Tuscan producer Biondi Santi has declared there will be no 2002 vintage of Brunello di Montalcino from the family's historic Tenuta Il Greppo estate.
The estate in southern Tuscany was the first to clone Brunello di Montalcino – in the mid 1800s from Tuscany’s famous Sangiovese grape – and its failure to deliver the prestigious wine this year will lose owners Biondi Santi millions of euros.
‘The poor weather conditions of 2002 have forced us to rule out making a Brunello from Tenuta Il Greppo,’ Jacopo Biondi Santi said. ‘We will instead make a traditional Rosso di Montalcino.’
According to Biondi Santi, the north-east and south-east facing vines of Il Greppo did not reach the degree of ripeness necessary to make a quality Brunello for ageing. ‘It was not an easy decision, especially in financial terms,’ Biondi Santi said. ‘The total production of 60,000 Brunello and 15,000 Riserva wines equates to a €6 million loss.’
Biondi Santi’s second estate, Poggio Salvi, where vines have a more west-facing aspect, will however go ahead with an average production of 70,000 bottles of Brunello. Poggio Salvi Brunello is lower in acidity and tannin than the Il Greppo, and needs less ageing. It is ready to drink at an earlier age.

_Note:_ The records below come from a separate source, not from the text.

//! Adapter for the column-oriented daily payload emitted by the weather
//! provider.
//!
//! The provider reports each variable as a parallel array indexed by day.
//! [`DailyColumns::into_sequence`] zips those arrays into a validated
//! [`ObservationSequence`]. Nothing here performs I/O.

use chrono::NaiveDate;
use thiserror::Error;

use crate::observation::DEFAULT_VISIBILITY_M;
use crate::{DailyObservation, ObservationSequence, SequenceError};

/// Daily weather variables as parallel columns.
///
/// `visibility_min` and `historical_snowfall` are optional; individual
/// entries may also be `null`. Missing visibility defaults to good
/// visibility, missing historical averages stay unknown.
///
/// # Examples
/// ```
/// use chrono::NaiveDate;
/// use japow_core::DailyColumns;
///
/// # fn main() -> Result<(), japow_core::ProviderError> {
/// let day = NaiveDate::from_ymd_opt(2025, 1, 10).expect("valid date");
/// let columns = DailyColumns {
///     time: vec![day],
///     snowfall_sum: vec![18.0],
///     precipitation_probability_max: vec![90.0],
///     wind_speed_10m_max: vec![12.0],
///     visibility_min: None,
///     temperature_2m_max: vec![-5.0],
///     temperature_2m_min: vec![-11.0],
///     historical_snowfall: None,
/// };
/// let sequence = columns.into_sequence()?;
/// assert_eq!(sequence.days()[0].min_visibility_m, 10_000.0);
/// # Ok(())
/// # }
/// ```
#[derive(Debug, Clone, PartialEq, Default)]
#[cfg_attr(feature = "serde", derive(serde::Serialize, serde::Deserialize))]
pub struct DailyColumns {
    /// Calendar day of each row.
    pub time: Vec<NaiveDate>,
    /// New snow per day, in centimetres.
    pub snowfall_sum: Vec<f64>,
    /// Highest precipitation probability per day, in percent.
    pub precipitation_probability_max: Vec<f64>,
    /// Strongest wind speed per day, in km/h.
    pub wind_speed_10m_max: Vec<f64>,
    /// Lowest visibility per day, in metres.
    #[cfg_attr(feature = "serde", serde(default))]
    pub visibility_min: Option<Vec<Option<f64>>>,
    /// Daily maximum temperature, in degrees Celsius.
    pub temperature_2m_max: Vec<f64>,
    /// Daily minimum temperature, in degrees Celsius.
    pub temperature_2m_min: Vec<f64>,
    /// Long-run average snowfall per calendar date, in centimetres.
    #[cfg_attr(feature = "serde", serde(default))]
    pub historical_snowfall: Option<Vec<Option<f64>>>,
}

/// Errors raised while converting a provider payload.
#[derive(Debug, Clone, PartialEq, Error)]
pub enum ProviderError {
    /// A column did not have one entry per day.
    #[error("column {column} has {found} entries but {expected} days were reported")]
    ColumnLength {
        /// Name of the mismatched column.
        column: &'static str,
        /// Number of entries in `time`.
        expected: usize,
        /// Number of entries in the column.
        found: usize,
    },
    /// The zipped observations were not a valid sequence.
    #[error(transparent)]
    Sequence(#[from] SequenceError),
}

impl DailyColumns {
    /// Zip the columns into a validated observation sequence.
    ///
    /// # Errors
    /// Returns [`ProviderError::ColumnLength`] when a column's length differs
    /// from `time`, and [`ProviderError::Sequence`] when the resulting
    /// observations are out of order or implausible.
    pub fn into_sequence(self) -> Result<ObservationSequence, ProviderError> {
        self.check_lengths()?;
        let mut visibility = self.visibility_min.map(Vec::into_iter);
        let mut historical = self.historical_snowfall.map(Vec::into_iter);
        let days = self
            .time
            .into_iter()
            .zip(self.snowfall_sum)
            .zip(self.precipitation_probability_max)
            .zip(self.wind_speed_10m_max)
            .zip(self.temperature_2m_max.into_iter().zip(self.temperature_2m_min))
            .map(|((((date, snowfall), probability), wind), (max_temp, min_temp))| {
                let mut day = DailyObservation::new(date)
                    .with_snowfall(snowfall)
                    .with_precipitation_probability(probability)
                    .with_max_wind_speed(wind)
                    .with_max_temperature(max_temp)
                    .with_min_temperature(min_temp)
                    .with_min_visibility(
                        next_reading(visibility.as_mut()).unwrap_or(DEFAULT_VISIBILITY_M),
                    );
                day.historical_average_snowfall_cm = next_reading(historical.as_mut());
                day
            })
            .collect();
        Ok(ObservationSequence::new(days)?)
    }

    fn check_lengths(&self) -> Result<(), ProviderError> {
        let expected = self.time.len();
        let required = [
            ("snowfall_sum", self.snowfall_sum.len()),
            (
                "precipitation_probability_max",
                self.precipitation_probability_max.len(),
            ),
            ("wind_speed_10m_max", self.wind_speed_10m_max.len()),
            ("temperature_2m_max", self.temperature_2m_max.len()),
            ("temperature_2m_min", self.temperature_2m_min.len()),
        ];
        let optional = [
            ("visibility_min", self.visibility_min.as_ref().map(Vec::len)),
            (
                "historical_snowfall",
                self.historical_snowfall.as_ref().map(Vec::len),
            ),
        ];
        let present = optional
            .into_iter()
            .filter_map(|(column, len)| len.map(|found| (column, found)));
        for (column, found) in required.into_iter().chain(present) {
            if found != expected {
                return Err(ProviderError::ColumnLength {
                    column,
                    expected,
                    found,
                });
            }
        }
        Ok(())
    }
}

fn next_reading(column: Option<&mut std::vec::IntoIter<Option<f64>>>) -> Option<f64> {
    column.and_then(Iterator::next).flatten()
}
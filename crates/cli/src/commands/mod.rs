pub mod pipeline;
pub mod predict;
pub mod status;
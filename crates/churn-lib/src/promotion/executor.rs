//! Copy a staged model and its evaluation table into production
//!
//! The two copies run in sequence: model first, then evaluation. They are not
//! transactional. If the evaluation copy fails, production holds a model with
//! no matching evaluation table; the error reports the failed step and nothing
//! is rolled back. Staged originals are always kept for audit.

use crate::error::{NamingError, StoreError};
use crate::naming::{derive_model_name, rebase};
use crate::store::{ArtifactHandle, ArtifactStore};
use serde::Serialize;
use std::fmt;
use thiserror::Error;
use tracing::{error, info, warn};

/// Copy step of a promotion
#[derive(Debug, Clone, Copy, PartialEq, Eq, Serialize)]
#[serde(rename_all = "snake_case")]
pub enum PromotionStep {
    CopyModel,
    CopyEvaluation,
}

impl fmt::Display for PromotionStep {
    fn fmt(&self, f: &mut fmt::Formatter<'_>) -> fmt::Result {
        match self {
            PromotionStep::CopyModel => f.write_str("model copy"),
            PromotionStep::CopyEvaluation => f.write_str("evaluation copy"),
        }
    }
}

#[derive(Debug, Error)]
pub enum PromotionError {
    #[error("cannot derive promotion artifact names: {0}")]
    Naming(#[from] NamingError),

    #[error("failed to move model and evaluation file from {source_artifact} ({step} failed): {source}")]
    Storage {
        step: PromotionStep,
        source_artifact: String,
        #[source]
        source: StoreError,
    },
}

impl PromotionError {
    /// True when the model reached production but its evaluation did not
    pub fn is_partial(&self) -> bool {
        matches!(
            self,
            PromotionError::Storage {
                step: PromotionStep::CopyEvaluation,
                ..
            }
        )
    }
}

/// Names involved in a completed promotion
#[derive(Debug, Clone, PartialEq, Eq, Serialize)]
pub struct PromotionReceipt {
    pub staged_model: String,
    pub staged_evaluation: String,
    pub production_model: String,
    pub production_evaluation: String,
    pub message: String,
}

/// Promote the staged model belonging to `stage_evaluation`
pub async fn promote(
    store: &dyn ArtifactStore,
    stage_namespace: &str,
    stage_evaluation: &ArtifactHandle,
    prod_namespace: &str,
) -> Result<PromotionReceipt, PromotionError> {
    let staged_evaluation = stage_evaluation.name.clone();
    let staged_model = derive_model_name(&staged_evaluation)?;
    let production_model = rebase(&staged_model, stage_namespace, prod_namespace)?;
    let production_evaluation = rebase(&staged_evaluation, stage_namespace, prod_namespace)?;

    info!(
        staged_model = %staged_model,
        production_model = %production_model,
        production_evaluation = %production_evaluation,
        "Promoting staged model"
    );

    store
        .copy(&staged_model, &production_model)
        .await
        .map_err(|source| {
            error!(error = %source, "Model copy failed, production unchanged");
            PromotionError::Storage {
                step: PromotionStep::CopyModel,
                source_artifact: staged_evaluation.clone(),
                source,
            }
        })?;
    info!("Moved model file from {} to {}", staged_model, production_model);

    store
        .copy(&staged_evaluation, &production_evaluation)
        .await
        .map_err(|source| {
            warn!(
                event = "partial_promotion",
                production_model = %production_model,
                error = %source,
                "Evaluation copy failed after model copy, production model has no evaluation table"
            );
            PromotionError::Storage {
                step: PromotionStep::CopyEvaluation,
                source_artifact: staged_evaluation.clone(),
                source,
            }
        })?;
    info!(
        "Moved evaluation file from {} to {}",
        staged_evaluation, production_evaluation
    );

    Ok(PromotionReceipt {
        staged_model,
        staged_evaluation,
        production_model,
        production_evaluation,
        message: "Model and evaluation files moved successfully.".to_string(),
    })
}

‘This year really shows up the extraordinary diversity of Montalcino’s 360° microcimate,’ says Stefano Cinelli Colombini of Fattoria dei Barbi, whose estate has a south-facing aspect.
‘We will be making 130,000 to 150,000 bottles of Brunello, which is 50% our normal production. Our single-vineyard Riserva grapes will go into making a top-notch Brunello. We lowered our yields to 39 hectolitres per hectare this year, and have been adopting a cold pre-maceration technique. We have had to compensate for the lack of tannins by vinifying 25% of the grapes in new wood.’
Another leading Brunello producer, Castello Banfi, has also decided to limit production this year. Banfi will not be making any Brunello Riserva Poggio All’Oro, produced only in selected vintages. ‘We have had to make a rigorous selection of the best grapes, which will go into making our Brunello Poggio Alle Mura and Brunello Banfi,’ Banfi’s managing director Enrico Viglierchio said.